# Your instructions
Write out the whole listing exactly as it stands.

┏━━

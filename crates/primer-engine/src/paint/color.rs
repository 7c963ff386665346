/// Straight-alpha RGBA color with `f32` channels in `[0, 1]`.
///
/// Values are passed through to the surface untouched; whether they are
/// interpreted as linear or sRGB depends on the surface format.
#[derive(Debug, Copy, Clone, Default, PartialEq)]
pub struct Color {
    pub r: f32,
    pub g: f32,
    pub b: f32,
    pub a: f32,
}

impl Color {
    pub const BLACK: Self = Self::rgba(0.0, 0.0, 0.0, 1.0);

    #[inline]
    pub const fn rgba(r: f32, g: f32, b: f32, a: f32) -> Self {
        Self { r, g, b, a }
    }

    /// Converts to the `f64` color used by `LoadOp::Clear`.
    #[inline]
    pub fn to_wgpu(self) -> wgpu::Color {
        wgpu::Color {
            r: self.r as f64,
            g: self.g as f64,
            b: self.b as f64,
            a: self.a as f64,
        }
    }
}
//! Coordinate types shared by the runtime and the frame loop.
//!
//! The viewport is kept in physical pixels: it is what the surface is
//! configured with and what the render pass rasterizes into.

mod viewport;

pub use viewport::Viewport;
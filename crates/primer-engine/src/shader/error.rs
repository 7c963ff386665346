use std::fmt::Write;

use thiserror::Error;

use super::{InfoLog, Stage};

/// Errors produced while building a shader program.
#[derive(Debug, Clone, Error)]
pub enum ShaderError {
    /// A stage failed to parse or validate.
    #[error("{stage} shader compilation failed:\n{log}")]
    Compile {
        /// The stage that failed.
        stage: Stage,
        /// Compiler diagnostic, bounded.
        log: InfoLog,
    },

    /// The stages compiled but their interfaces do not fit together.
    #[error("shader program linking failed:\n{log}")]
    Link {
        /// Linker diagnostic, bounded.
        log: InfoLog,
    },

    /// The device rejected the stage modules or the render pipeline.
    #[error("render pipeline creation failed:\n{log}")]
    Pipeline {
        /// Device validation message with its causes, bounded.
        log: InfoLog,
    },
}

impl ShaderError {
    pub(crate) fn compile(stage: Stage, log: impl Into<String>) -> Self {
        Self::Compile { stage, log: InfoLog::new(log) }
    }

    pub(crate) fn link(log: impl Into<String>) -> Self {
        Self::Link { log: InfoLog::new(log) }
    }

    /// Flattens `err` and its source chain into one diagnostic.
    pub(crate) fn pipeline(err: &(dyn std::error::Error + 'static)) -> Self {
        let mut text = err.to_string();
        let mut source = err.source();
        while let Some(cause) = source {
            let _ = write!(text, "\ncaused by: {cause}");
            source = cause.source();
        }
        Self::Pipeline { log: InfoLog::new(text) }
    }

    /// Returns the diagnostic text.
    pub fn log(&self) -> &InfoLog {
        match self {
            Self::Compile { log, .. } | Self::Link { log } | Self::Pipeline { log } => log,
        }
    }
}

#[cfg(test)]
mod tests {
    use super::*;

    #[test]
    fn compile_error_names_the_stage() {
        let err = ShaderError::compile(Stage::Fragment, "unexpected token");
        let msg = err.to_string();
        assert!(msg.starts_with("fragment shader compilation failed"));
        assert!(msg.contains("unexpected token"));
    }

    #[test]
    fn link_error_log_is_bounded() {
        let err = ShaderError::link("x".repeat(4096));
        assert_eq!(err.log().as_str().len(), crate::shader::INFO_LOG_CAPACITY);
    }

    #[derive(Debug, Error)]
    #[error("invalid render pipeline")]
    struct Rejected(#[source] std::io::Error);

    #[test]
    fn pipeline_error_keeps_the_cause_chain() {
        let cause = std::io::Error::other("vertex attribute format mismatch");
        let err = ShaderError::pipeline(&Rejected(cause));
        let msg = err.to_string();
        assert!(msg.starts_with("render pipeline creation failed"));
        assert!(msg.contains("invalid render pipeline"));
        assert!(msg.contains("caused by: vertex attribute format mismatch"));
    }

    #[test]
    fn pipeline_error_log_is_bounded() {
        let err = ShaderError::pipeline(&std::io::Error::other("y".repeat(2048)));
        assert_eq!(err.log().as_str().len(), crate::shader::INFO_LOG_CAPACITY);
    }
}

┗━━

# Reply
filename crates/primer-engine/src/paint/color.rs
repository 7c963ff386665346
/// Straight-alpha RGBA color with `f32` channels in `[0, 1]`.
///
/// Values are passed through to the surface untouched; whether they are
/// interpreted as linear or sRGB depends on the surface format.
#[derive(Debug, Copy, Clone, Default, PartialEq)]
pub struct Color {
    pub r: f32,
    pub g: f32,
    pub b: f32,
    pub a: f32,
}

impl Color {
    pub const BLACK: Self = Self::rgba(0.0, 0.0, 0.0, 1.0);

    #[inline]
    pub const fn rgba(r: f32, g: f32, b: f32, a: f32) -> Self {
        Self { r, g, b, a }
    }

    /// Converts to the `f64` color used by `LoadOp::Clear`.
    #[inline]
    pub fn to_wgpu(self) -> wgpu::Color {
        wgpu::Color {
            r: self.r as f64,
            g: self.g as f64,
            b: self.b as f64,
            a: self.a as f64,
        }
    }
}
//! Coordinate types shared by the runtime and the frame loop.
//!
//! The viewport is kept in physical pixels: it is what the surface is
//! configured with and what the render pass rasterizes into.

mod viewport;

pub use viewport::Viewport;
filename crates/primer-engine/src/shader/error.rs
repository 7c963ff386665346
use std::fmt::Write;

use thiserror::Error;

use super::{InfoLog, Stage};

/// Errors produced while building a shader program.
#[derive(Debug, Clone, Error)]
pub enum ShaderError {
    /// A stage failed to parse or validate.
    #[error("{stage} shader compilation failed:\n{log}")]
    Compile {
        /// The stage that failed.
        stage: Stage,
        /// Compiler diagnostic, bounded.
        log: InfoLog,
    },

    /// The stages compiled but their interfaces do not fit together.
    #[error("shader program linking failed:\n{log}")]
    Link {
        /// Linker diagnostic, bounded.
        log: InfoLog,
    },

    /// The device rejected the stage modules or the render pipeline.
    #[error("render pipeline creation failed:\n{log}")]
    Pipeline {
        /// Device validation message with its causes, bounded.
        log: InfoLog,
    },
}

impl ShaderError {
    pub(crate) fn compile(stage: Stage, log: impl Into<String>) -> Self {
        Self::Compile { stage, log: InfoLog::new(log) }
    }

    pub(crate) fn link(log: impl Into<String>) -> Self {
        Self::Link { log: InfoLog::new(log) }
    }

    /// Flattens `err` and its source chain into one diagnostic.
    pub(crate) fn pipeline(err: &(dyn std::error::Error + 'static)) -> Self {
        let mut text = err.to_string();
        let mut source = err.source();
        while let Some(cause) = source {
            let _ = write!(text, "\ncaused by: {cause}");
            source = cause.source();
        }
        Self::Pipeline { log: InfoLog::new(text) }
    }

    /// Returns the diagnostic text.
    pub fn log(&self) -> &InfoLog {
        match self {
            Self::Compile { log, .. } | Self::Link { log } | Self::Pipeline { log } => log,
        }
    }
}

#[cfg(test)]
mod tests {
    use super::*;

    #[test]
    fn compile_error_names_the_stage() {
        let err = ShaderError::compile(Stage::Fragment, "unexpected token");
        let msg = err.to_string();
        assert!(msg.starts_with("fragment shader compilation failed"));
        assert!(msg.contains("unexpected token"));
    }

    #[test]
    fn link_error_log_is_bounded() {
        let err = ShaderError::link("x".repeat(4096));
        assert_eq!(err.log().as_str().len(), crate::shader::INFO_LOG_CAPACITY);
    }

    #[derive(Debug, Error)]
    #[error("invalid render pipeline")]
    struct Rejected(#[source] std::io::Error);

    #[test]
    fn pipeline_error_keeps_the_cause_chain() {
        let cause = std::io::Error::other("vertex attribute format mismatch");
        let err = ShaderError::pipeline(&Rejected(cause));
        let msg = err.to_string();
        assert!(msg.starts_with("render pipeline creation failed"));
        assert!(msg.contains("invalid render pipeline"));
        assert!(msg.contains("caused by: vertex attribute format mismatch"));
    }

    #[test]
    fn pipeline_error_log_is_bounded() {
        let err = ShaderError::pipeline(&std::io::Error::other("y".repeat(2048)));
        assert_eq!(err.log().as_str().len(), crate::shader::INFO_LOG_CAPACITY);
    }
}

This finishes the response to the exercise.